(Saved entries)
+++

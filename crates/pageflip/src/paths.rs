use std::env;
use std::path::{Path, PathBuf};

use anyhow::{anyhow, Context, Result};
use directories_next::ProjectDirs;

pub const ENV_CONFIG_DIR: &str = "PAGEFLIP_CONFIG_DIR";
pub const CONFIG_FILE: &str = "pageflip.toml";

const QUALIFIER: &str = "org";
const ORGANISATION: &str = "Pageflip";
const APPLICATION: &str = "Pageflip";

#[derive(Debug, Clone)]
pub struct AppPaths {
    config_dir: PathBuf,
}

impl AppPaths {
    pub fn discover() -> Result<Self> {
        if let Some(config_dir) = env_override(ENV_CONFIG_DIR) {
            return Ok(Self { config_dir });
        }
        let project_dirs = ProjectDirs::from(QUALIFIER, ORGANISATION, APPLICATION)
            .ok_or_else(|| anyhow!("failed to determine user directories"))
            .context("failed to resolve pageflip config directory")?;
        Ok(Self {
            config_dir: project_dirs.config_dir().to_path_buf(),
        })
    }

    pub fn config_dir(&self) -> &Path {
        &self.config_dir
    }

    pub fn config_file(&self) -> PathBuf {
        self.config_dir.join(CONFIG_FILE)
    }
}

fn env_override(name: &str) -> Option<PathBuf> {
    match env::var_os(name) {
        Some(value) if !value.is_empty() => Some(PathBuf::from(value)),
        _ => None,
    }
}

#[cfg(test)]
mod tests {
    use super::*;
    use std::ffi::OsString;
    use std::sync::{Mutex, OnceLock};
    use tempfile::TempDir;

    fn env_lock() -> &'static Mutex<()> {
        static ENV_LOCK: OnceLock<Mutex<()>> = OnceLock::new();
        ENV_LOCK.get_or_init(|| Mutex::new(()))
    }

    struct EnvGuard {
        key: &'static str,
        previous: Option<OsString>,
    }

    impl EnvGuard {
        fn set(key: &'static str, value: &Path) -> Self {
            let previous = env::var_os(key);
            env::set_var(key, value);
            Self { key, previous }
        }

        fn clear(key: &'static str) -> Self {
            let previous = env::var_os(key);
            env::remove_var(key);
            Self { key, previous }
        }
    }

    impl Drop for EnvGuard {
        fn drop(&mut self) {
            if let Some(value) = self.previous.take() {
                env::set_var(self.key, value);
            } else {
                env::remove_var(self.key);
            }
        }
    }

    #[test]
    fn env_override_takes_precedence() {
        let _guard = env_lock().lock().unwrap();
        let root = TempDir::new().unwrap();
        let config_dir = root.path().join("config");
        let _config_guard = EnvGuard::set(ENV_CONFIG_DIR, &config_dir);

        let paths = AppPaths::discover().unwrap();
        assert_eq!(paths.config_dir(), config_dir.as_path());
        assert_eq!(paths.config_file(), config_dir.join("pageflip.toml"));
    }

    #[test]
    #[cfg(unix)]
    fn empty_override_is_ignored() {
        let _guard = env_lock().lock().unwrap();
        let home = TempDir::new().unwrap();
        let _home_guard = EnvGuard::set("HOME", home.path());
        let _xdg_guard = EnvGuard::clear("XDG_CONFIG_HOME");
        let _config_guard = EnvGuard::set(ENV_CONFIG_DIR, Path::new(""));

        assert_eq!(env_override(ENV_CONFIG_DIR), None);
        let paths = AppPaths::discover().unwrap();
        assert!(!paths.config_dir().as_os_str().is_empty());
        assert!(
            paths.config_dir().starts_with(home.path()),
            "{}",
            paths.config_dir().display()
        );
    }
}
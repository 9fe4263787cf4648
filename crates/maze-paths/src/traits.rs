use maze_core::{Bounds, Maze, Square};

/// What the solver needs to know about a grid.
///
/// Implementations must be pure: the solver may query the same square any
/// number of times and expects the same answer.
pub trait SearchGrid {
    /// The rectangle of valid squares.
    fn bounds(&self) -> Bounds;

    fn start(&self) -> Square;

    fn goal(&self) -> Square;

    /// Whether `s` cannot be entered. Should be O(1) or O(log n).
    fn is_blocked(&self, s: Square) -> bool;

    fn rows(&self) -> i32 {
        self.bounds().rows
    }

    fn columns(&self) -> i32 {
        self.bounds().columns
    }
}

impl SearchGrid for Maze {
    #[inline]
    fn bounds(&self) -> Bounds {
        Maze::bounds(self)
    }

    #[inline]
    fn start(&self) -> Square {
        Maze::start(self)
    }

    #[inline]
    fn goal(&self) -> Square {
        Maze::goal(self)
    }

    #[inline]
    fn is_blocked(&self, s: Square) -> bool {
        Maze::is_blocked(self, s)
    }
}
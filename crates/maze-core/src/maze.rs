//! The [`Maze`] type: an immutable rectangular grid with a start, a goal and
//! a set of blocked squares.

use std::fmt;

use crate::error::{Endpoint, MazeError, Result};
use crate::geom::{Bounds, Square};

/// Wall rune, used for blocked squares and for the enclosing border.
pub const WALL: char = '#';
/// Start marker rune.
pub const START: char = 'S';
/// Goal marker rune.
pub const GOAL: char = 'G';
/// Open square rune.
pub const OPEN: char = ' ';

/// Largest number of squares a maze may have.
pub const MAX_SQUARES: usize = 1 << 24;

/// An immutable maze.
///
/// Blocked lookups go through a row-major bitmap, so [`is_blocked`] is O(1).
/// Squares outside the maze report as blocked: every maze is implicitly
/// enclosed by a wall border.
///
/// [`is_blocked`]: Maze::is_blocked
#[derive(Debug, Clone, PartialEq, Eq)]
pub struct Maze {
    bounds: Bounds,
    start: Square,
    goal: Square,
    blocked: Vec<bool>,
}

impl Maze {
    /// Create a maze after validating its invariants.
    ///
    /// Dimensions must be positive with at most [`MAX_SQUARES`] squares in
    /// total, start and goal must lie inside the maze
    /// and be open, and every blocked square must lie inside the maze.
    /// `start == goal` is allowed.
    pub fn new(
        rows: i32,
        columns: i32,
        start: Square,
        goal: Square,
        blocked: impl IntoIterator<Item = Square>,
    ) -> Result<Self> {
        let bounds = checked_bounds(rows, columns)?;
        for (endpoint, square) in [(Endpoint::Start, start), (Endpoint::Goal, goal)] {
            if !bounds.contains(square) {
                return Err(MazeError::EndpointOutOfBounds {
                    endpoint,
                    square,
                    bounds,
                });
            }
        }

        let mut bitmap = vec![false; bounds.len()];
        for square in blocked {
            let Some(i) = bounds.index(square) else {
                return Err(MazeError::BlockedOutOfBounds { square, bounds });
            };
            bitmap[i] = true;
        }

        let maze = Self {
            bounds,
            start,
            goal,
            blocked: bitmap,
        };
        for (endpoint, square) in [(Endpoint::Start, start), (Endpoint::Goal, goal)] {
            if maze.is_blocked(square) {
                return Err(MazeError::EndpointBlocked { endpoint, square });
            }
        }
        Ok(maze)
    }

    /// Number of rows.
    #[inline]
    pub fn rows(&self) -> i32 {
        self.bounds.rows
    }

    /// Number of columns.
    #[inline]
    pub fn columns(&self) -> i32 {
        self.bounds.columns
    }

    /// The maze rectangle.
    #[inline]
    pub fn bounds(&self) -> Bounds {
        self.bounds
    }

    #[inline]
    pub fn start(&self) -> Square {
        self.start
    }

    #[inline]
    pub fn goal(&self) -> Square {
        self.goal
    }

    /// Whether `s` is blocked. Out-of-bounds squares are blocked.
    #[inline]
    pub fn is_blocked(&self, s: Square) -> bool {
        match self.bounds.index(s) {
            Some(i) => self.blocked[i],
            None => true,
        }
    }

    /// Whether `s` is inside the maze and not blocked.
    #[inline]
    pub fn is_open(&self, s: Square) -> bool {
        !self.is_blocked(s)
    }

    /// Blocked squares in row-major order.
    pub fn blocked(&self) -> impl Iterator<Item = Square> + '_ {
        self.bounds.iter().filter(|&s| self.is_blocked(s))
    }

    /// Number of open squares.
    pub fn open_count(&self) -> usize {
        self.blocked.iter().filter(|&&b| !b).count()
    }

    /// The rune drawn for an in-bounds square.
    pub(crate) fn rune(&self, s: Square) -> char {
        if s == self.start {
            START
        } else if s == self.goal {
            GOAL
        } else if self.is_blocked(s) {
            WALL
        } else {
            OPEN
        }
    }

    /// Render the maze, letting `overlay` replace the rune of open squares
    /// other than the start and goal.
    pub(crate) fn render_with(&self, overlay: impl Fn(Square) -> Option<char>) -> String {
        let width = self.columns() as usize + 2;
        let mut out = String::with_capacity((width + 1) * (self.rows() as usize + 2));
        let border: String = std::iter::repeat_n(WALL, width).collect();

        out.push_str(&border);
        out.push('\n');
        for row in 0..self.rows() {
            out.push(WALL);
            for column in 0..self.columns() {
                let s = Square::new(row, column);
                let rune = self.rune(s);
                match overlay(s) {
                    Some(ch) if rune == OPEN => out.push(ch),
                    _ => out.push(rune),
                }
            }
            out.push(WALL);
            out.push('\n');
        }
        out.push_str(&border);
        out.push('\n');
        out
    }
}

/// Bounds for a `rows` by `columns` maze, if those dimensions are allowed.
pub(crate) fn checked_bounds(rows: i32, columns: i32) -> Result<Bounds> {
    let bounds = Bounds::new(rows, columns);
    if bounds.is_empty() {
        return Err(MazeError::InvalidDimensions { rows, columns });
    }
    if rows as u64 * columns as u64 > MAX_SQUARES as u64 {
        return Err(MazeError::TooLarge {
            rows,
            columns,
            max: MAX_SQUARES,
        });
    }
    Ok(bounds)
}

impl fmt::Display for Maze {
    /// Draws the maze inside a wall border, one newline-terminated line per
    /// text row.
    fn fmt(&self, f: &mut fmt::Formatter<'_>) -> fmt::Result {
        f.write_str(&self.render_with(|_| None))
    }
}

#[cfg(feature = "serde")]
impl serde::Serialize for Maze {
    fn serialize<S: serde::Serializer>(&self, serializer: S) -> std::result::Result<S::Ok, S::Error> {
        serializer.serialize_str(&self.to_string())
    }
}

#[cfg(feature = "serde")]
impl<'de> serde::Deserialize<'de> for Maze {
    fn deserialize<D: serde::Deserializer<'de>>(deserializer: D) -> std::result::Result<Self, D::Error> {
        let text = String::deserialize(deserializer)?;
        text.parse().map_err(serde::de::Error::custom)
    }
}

+++

- Instructions to follow -
Of the lines above, copy each one that contains the word "deserializer".

- Exercise result -
    fn deserialize<D: serde::Deserializer<'de>>(deserializer: D) -> std::result::Result<Self, D::Error> {
        let text = String::deserialize(deserializer)?;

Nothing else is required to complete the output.